2. It wasn’t love at first sight with husband Anthony Weiner

“Our recollection is not identical,” Abedin told Vogue about the first time she met her husband, former U.S. Rep. Anthony Weiner, which happened at Democratic retreat in 2001. “But we both remember that I ordered tea, and then left to use the ladies’ room, and then never came back. That was our first meeting.”

“One of the things that, because we became friendly, I found striking about Anthony was how smart he was, what a great debater he was. He was smart, he was passionate,” she told the magazine before calling his passion “very attractive.” The two married in 2010.

Weiner famously put Abedin in the public eye when a sexting scandal became tabloid fodder in 2011 and forced Weiner had to resign from Congress. Abedin stood by his side through the scandal, much like Hillary did with Bill Clinton.
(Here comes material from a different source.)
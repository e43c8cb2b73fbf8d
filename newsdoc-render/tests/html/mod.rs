mod escaping;
mod export;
3. Her Muslim faith is very important to her

The 2000 Camp David summit between Israeli Prime Minister Ehud Barak and Palestinian leader Yasser Arafat was “fascinating” to Abedin because she got to speak Arabic, according to Vogue.

Abedin is a practicing Muslim and said her faith helped her get through her husband’s sexting scandal. Her father was born in India and her mother was born in Pakistan. Her father even started a nonprofit, the Institute of Muslim Minority Affairs.

Her parents made sure she was educated on various aspects of her faith. “I’d come home, and my father would say, ‘We’re only doing Urdu or Hindi in the house today,’” she told Vogue.

4. She buries herself in work

Abedin doesn’t mind spending her career in Clinton’s shadow. “I feel like, in some small way, I’m helping her help other people,” she told Vogue.

Her single-minded devotion to her job has a down side. “When someone recently asked for a restaurant recommendation near the office, Abedin didn’t know a single eatery in downtown Brooklyn: In a year and a half of working there, she’d never once left the building for lunch,” Heller wrote.

But she declined to speculate about her own future in politics or a possible Hillary Clinton administratio. “I’ve never really thought about my job as one in which eventually I’m trying to be the boss of the organization,” Abedin told Vogue. “I don’t have that need — that ambition, in a way, or that identity crisis.”

5. She’s very into fashion, but wasn’t always

She arrived at the White House in “Beltway-basic J.Crew suits” but now prefers high-fashion designers such as Oscar de la Renta, Vera Wang, and Alexander McQueen.

“I have often thought that if I weren’t in politics I would work in fashion,” she told the magazine.